Exercise inputs section start

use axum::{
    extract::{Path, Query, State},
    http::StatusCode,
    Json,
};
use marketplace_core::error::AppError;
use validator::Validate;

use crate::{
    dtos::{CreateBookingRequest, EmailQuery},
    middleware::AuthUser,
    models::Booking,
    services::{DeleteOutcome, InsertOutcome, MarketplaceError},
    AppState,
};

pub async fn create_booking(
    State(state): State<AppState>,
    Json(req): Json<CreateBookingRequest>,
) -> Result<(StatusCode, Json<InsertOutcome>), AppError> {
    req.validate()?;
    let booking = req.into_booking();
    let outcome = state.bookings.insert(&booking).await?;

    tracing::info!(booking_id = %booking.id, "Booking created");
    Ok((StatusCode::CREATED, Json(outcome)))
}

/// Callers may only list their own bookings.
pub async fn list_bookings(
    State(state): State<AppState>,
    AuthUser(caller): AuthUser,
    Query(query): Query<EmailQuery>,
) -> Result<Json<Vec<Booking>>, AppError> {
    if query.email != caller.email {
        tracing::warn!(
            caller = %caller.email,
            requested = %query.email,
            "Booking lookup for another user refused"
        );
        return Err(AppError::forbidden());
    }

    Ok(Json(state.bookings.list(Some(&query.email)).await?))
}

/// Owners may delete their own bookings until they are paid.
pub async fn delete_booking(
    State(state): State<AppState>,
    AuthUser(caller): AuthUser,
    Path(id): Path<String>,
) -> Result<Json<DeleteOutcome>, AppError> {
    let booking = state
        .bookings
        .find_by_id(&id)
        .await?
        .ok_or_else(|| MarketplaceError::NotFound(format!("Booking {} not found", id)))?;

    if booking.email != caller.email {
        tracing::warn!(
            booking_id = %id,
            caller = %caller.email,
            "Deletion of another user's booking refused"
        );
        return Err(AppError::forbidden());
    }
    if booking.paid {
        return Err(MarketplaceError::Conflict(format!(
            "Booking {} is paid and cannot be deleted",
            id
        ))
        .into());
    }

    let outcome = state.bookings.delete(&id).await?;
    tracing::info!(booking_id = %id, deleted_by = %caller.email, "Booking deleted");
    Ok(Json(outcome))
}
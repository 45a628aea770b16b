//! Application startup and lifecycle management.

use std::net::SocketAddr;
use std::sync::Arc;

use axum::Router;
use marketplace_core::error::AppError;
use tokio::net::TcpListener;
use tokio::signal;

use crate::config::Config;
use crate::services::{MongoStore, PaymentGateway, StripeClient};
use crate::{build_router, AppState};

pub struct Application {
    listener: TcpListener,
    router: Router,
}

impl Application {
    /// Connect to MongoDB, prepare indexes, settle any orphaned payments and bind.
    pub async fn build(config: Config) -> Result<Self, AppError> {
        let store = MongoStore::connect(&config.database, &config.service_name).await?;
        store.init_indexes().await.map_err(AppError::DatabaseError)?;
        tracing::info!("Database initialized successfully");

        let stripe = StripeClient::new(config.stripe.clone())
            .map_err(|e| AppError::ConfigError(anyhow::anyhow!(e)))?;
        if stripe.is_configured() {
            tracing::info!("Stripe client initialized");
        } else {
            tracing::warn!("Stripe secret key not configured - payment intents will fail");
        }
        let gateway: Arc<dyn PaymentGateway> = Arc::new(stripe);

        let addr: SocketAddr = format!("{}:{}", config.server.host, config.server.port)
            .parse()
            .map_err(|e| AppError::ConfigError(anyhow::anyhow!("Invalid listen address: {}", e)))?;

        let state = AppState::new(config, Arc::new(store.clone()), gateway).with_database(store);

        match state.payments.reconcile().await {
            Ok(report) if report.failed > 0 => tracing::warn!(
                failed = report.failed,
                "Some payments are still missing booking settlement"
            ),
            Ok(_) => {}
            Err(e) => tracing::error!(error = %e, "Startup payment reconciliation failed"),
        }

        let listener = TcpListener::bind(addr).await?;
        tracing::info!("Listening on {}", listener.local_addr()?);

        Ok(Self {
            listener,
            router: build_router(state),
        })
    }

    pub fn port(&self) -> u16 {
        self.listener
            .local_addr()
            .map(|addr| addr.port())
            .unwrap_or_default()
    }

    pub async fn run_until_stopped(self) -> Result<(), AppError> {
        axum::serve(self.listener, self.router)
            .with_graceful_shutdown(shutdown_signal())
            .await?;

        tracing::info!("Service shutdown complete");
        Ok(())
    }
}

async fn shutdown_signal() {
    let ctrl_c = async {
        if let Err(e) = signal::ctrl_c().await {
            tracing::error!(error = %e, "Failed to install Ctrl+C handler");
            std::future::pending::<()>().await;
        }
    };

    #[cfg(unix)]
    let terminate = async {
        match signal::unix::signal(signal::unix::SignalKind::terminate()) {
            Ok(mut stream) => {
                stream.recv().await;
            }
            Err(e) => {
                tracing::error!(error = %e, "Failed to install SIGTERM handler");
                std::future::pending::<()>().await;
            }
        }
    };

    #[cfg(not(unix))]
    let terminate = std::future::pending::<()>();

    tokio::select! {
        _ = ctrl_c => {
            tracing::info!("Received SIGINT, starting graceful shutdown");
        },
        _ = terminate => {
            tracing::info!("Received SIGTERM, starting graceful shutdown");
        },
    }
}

Exercise inputs section end

Work to be completed> Please retype the data, matching it exactly.

Exercise solution>
use axum::{
    extract::{Path, Query, State},
    http::StatusCode,
    Json,
};
use marketplace_core::error::AppError;
use validator::Validate;

use crate::{
    dtos::{CreateBookingRequest, EmailQuery},
    middleware::AuthUser,
    models::Booking,
    services::{DeleteOutcome, InsertOutcome, MarketplaceError},
    AppState,
};

pub async fn create_booking(
    State(state): State<AppState>,
    Json(req): Json<CreateBookingRequest>,
) -> Result<(StatusCode, Json<InsertOutcome>), AppError> {
    req.validate()?;
    let booking = req.into_booking();
    let outcome = state.bookings.insert(&booking).await?;

    tracing::info!(booking_id = %booking.id, "Booking created");
    Ok((StatusCode::CREATED, Json(outcome)))
}

/// Callers may only list their own bookings.
pub async fn list_bookings(
    State(state): State<AppState>,
    AuthUser(caller): AuthUser,
    Query(query): Query<EmailQuery>,
) -> Result<Json<Vec<Booking>>, AppError> {
    if query.email != caller.email {
        tracing::warn!(
            caller = %caller.email,
            requested = %query.email,
            "Booking lookup for another user refused"
        );
        return Err(AppError::forbidden());
    }

    Ok(Json(state.bookings.list(Some(&query.email)).await?))
}

/// Owners may delete their own bookings until they are paid.
pub async fn delete_booking(
    State(state): State<AppState>,
    AuthUser(caller): AuthUser,
    Path(id): Path<String>,
) -> Result<Json<DeleteOutcome>, AppError> {
    let booking = state
        .bookings
        .find_by_id(&id)
        .await?
        .ok_or_else(|| MarketplaceError::NotFound(format!("Booking {} not found", id)))?;

    if booking.email != caller.email {
        tracing::warn!(
            booking_id = %id,
            caller = %caller.email,
            "Deletion of another user's booking refused"
        );
        return Err(AppError::forbidden());
    }
    if booking.paid {
        return Err(MarketplaceError::Conflict(format!(
            "Booking {} is paid and cannot be deleted",
            id
        ))
        .into());
    }

    let outcome = state.bookings.delete(&id).await?;
    tracing::info!(booking_id = %id, deleted_by = %caller.email, "Booking deleted");
    Ok(Json(outcome))
}
repository 45a628aea770b16b
//! Application startup and lifecycle management.

use std::net::SocketAddr;
use std::sync::Arc;

use axum::Router;
use marketplace_core::error::AppError;
use tokio::net::TcpListener;
use tokio::signal;

use crate::config::Config;
use crate::services::{MongoStore, PaymentGateway, StripeClient};
use crate::{build_router, AppState};

pub struct Application {
    listener: TcpListener,
    router: Router,
}

impl Application {
    /// Connect to MongoDB, prepare indexes, settle any orphaned payments and bind.
    pub async fn build(config: Config) -> Result<Self, AppError> {
        let store = MongoStore::connect(&config.database, &config.service_name).await?;
        store.init_indexes().await.map_err(AppError::DatabaseError)?;
        tracing::info!("Database initialized successfully");

        let stripe = StripeClient::new(config.stripe.clone())
            .map_err(|e| AppError::ConfigError(anyhow::anyhow!(e)))?;
        if stripe.is_configured() {
            tracing::info!("Stripe client initialized");
        } else {
            tracing::warn!("Stripe secret key not configured - payment intents will fail");
        }
        let gateway: Arc<dyn PaymentGateway> = Arc::new(stripe);

        let addr: SocketAddr = format!("{}:{}", config.server.host, config.server.port)
            .parse()
            .map_err(|e| AppError::ConfigError(anyhow::anyhow!("Invalid listen address: {}", e)))?;

        let state = AppState::new(config, Arc::new(store.clone()), gateway).with_database(store);

        match state.payments.reconcile().await {
            Ok(report) if report.failed > 0 => tracing::warn!(
                failed = report.failed,
                "Some payments are still missing booking settlement"
            ),
            Ok(_) => {}
            Err(e) => tracing::error!(error = %e, "Startup payment reconciliation failed"),
        }

        let listener = TcpListener::bind(addr).await?;
        tracing::info!("Listening on {}", listener.local_addr()?);

        Ok(Self {
            listener,
            router: build_router(state),
        })
    }

    pub fn port(&self) -> u16 {
        self.listener
            .local_addr()
            .map(|addr| addr.port())
            .unwrap_or_default()
    }

    pub async fn run_until_stopped(self) -> Result<(), AppError> {
        axum::serve(self.listener, self.router)
            .with_graceful_shutdown(shutdown_signal())
            .await?;

        tracing::info!("Service shutdown complete");
        Ok(())
    }
}

async fn shutdown_signal() {
    let ctrl_c = async {
        if let Err(e) = signal::ctrl_c().await {
            tracing::error!(error = %e, "Failed to install Ctrl+C handler");
            std::future::pending::<()>().await;
        }
    };

    #[cfg(unix)]
    let terminate = async {
        match signal::unix::signal(signal::unix::SignalKind::terminate()) {
            Ok(mut stream) => {
                stream.recv().await;
            }
            Err(e) => {
                tracing::error!(error = %e, "Failed to install SIGTERM handler");
                std::future::pending::<()>().await;
            }
        }
    };

    #[cfg(not(unix))]
    let terminate = std::future::pending::<()>();

    tokio::select! {
        _ = ctrl_c => {
            tracing::info!("Received SIGINT, starting graceful shutdown");
        },
        _ = terminate => {
            tracing::info!("Received SIGTERM, starting graceful shutdown");
        },
    }
}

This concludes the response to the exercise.